Each day at St. Mary Monastery begins with bells ringing, calling the Sisters to Lauds (morning prayer). The Sisters file into the chapel to break their overnight silence with song and prayer. This Liturgy of the Hours, also known as the Divine Office or the Work of God (Opus Dei), is the daily prayer of the Church, marking the hours of each day and sanctifying the day with prayer.
With Scripture and the Psalms, the Benedictines praise God for the light of day, our true light who is Christ, and for Resurrection. For the Sisters of St. Benedict, this communal prayer happens three times daily, in the morning, at noon, and in the evening. This forms the framework of their day and the heart of their life together.
“I get this wonderful feeling of unity with the community at prayer,” says Sr. Susan Hutchens, Prioress. “To look out and see our 90-year old Sisters praying with one voice with the younger members really moves me. It is the thing that unites us all in our search for God. I remember a monk once saying that praying the Office is like winding the clock every day. It’s the daily-ness that I love about it.”
The Liturgy of the Hours comes from the Scripture to pray without ceasing. The number and times of prayer have been modified over the millennia – but the principal Hours are Lauds (morning prayer), a brief Noon-day Prayer, and Vespers (evening prayer). As Lauds symbolizes the Resurrection, at morning light it “brings us out of darkness into a new day of salvation,” Sr. Susan says. “We have been redeemed because Christ has risen. Lauds also is an act of dedication of the day, with its labors and accomplishments, to the Lord. At Vespers, we thank God for the blessings of the day, and ask for forgiveness for our sins.”
The Psalms form the basic content of the Liturgy of the Hours. “Jesus himself prayed the Psalms,” Sr. Susan says. “Jesus prays them within us as we pray them to Him. They express every human emotion, need, longing and feeling. As we pray to and with Jesus, we nourish and develop the prayer of the heart which prays without ceasing and enters contemplation.”
The bells ring again, several hours later, to summon the Sisters to Noon-day prayer before lunch. Regardless of their daily tasks, the Sisters obey St. Benedict’s command to lay down whatever they have in hand to proceed to the chapel. Noon-day prayer is short but is as nourishing of the heart and spirit as the lunch that follows is to the body. After the Sisters eat together, they return to the ministries nourished and refreshed.
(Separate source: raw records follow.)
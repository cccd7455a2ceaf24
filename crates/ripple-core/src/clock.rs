//! Frame timing and the idle/running render loop state machine.

use crate::config::RippleConfig;

/// Step used for the first tick after the loop (re)starts.
pub const FIRST_FRAME_DT: f32 = 1.0 / 60.0;

/// Per-instance simulation clock.
#[derive(Clone, Debug, Default, PartialEq)]
pub struct FrameClock {
    /// Simulated seconds, advanced by the clamped step.
    pub elapsed: f32,
    pub last_timestamp_ms: Option<f64>,
    /// Consecutive ticks with nothing left to animate.
    pub settled_frames: u32,
}

impl FrameClock {
    /// Consume a host frame timestamp (milliseconds) and return the raw step in
    /// seconds. Simulation time only advances by the clamped step.
    pub fn advance(&mut self, timestamp_ms: f64, cfg: &RippleConfig) -> f32 {
        let dt = match self.last_timestamp_ms {
            Some(last) => ((timestamp_ms - last) / 1000.0) as f32,
            None => FIRST_FRAME_DT,
        };
        self.last_timestamp_ms = Some(timestamp_ms);
        self.elapsed += cfg.clamp_dt(dt);
        dt
    }

    /// Track how long the effect has been calm. Returns the current streak.
    pub fn settle(&mut self, still_active: bool) -> u32 {
        if still_active {
            self.settled_frames = 0;
        } else {
            self.settled_frames += 1;
        }
        self.settled_frames
    }

    /// Forget the previous timestamp so a resumed loop does not see the whole
    /// idle gap as one step.
    pub fn rearm(&mut self) {
        self.last_timestamp_ms = None;
        self.settled_frames = 0;
    }

    pub fn reset(&mut self) {
        *self = Self::default();
    }
}

#[derive(Clone, Copy, Debug, Default, PartialEq, Eq)]
pub enum LoopState {
    #[default]
    Idle,
    Running,
}

/// What the host should do after a tick.
#[derive(Clone, Copy, Debug, PartialEq, Eq)]
pub enum LoopDecision {
    /// Schedule another frame.
    Continue,
    /// Do not schedule; the loop is idle.
    Stop,
}

/// Gate for scheduling frames. Starting requires the page to be visible and
/// the canvas to intersect the viewport.
#[derive(Clone, Debug, PartialEq, Eq)]
pub struct RenderLoop {
    state: LoopState,
    visible: bool,
    in_view: bool,
}

impl Default for RenderLoop {
    fn default() -> Self {
        Self {
            state: LoopState::Idle,
            visible: true,
            in_view: true,
        }
    }
}

impl RenderLoop {
    #[inline]
    pub fn state(&self) -> LoopState {
        self.state
    }

    #[inline]
    pub fn is_running(&self) -> bool {
        self.state == LoopState::Running
    }

    #[inline]
    pub fn can_run(&self) -> bool {
        self.visible && self.in_view
    }

    /// Idle -> running. Returns `true` only on an actual transition, in which
    /// case the caller must schedule the first frame.
    pub fn start(&mut self) -> bool {
        if self.state == LoopState::Running || !self.can_run() {
            return false;
        }
        self.state = LoopState::Running;
        true
    }

    /// Running -> idle. Returns `true` when a pending frame must be cancelled.
    pub fn stop(&mut self) -> bool {
        let was_running = self.state == LoopState::Running;
        self.state = LoopState::Idle;
        was_running
    }

    pub fn set_visible(&mut self, visible: bool) {
        self.visible = visible;
    }

    pub fn set_in_view(&mut self, in_view: bool) {
        self.in_view = in_view;
    }
}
The Vespers bells ring at the end of the workday, calling the Sisters together, one last time, for evening prayer. (On Sundays, they also say Compline, or Night Prayer.)
Vespers end with a quiet but resonant tap on the gong near the organ. The Sisters will walk together to the dining room for dinner, perhaps to be followed by a walk along the lake, or reading in the community room. Peace, the ultimate blessing of a life of prayer, fills this sacred place as the evening hours deepen into the night.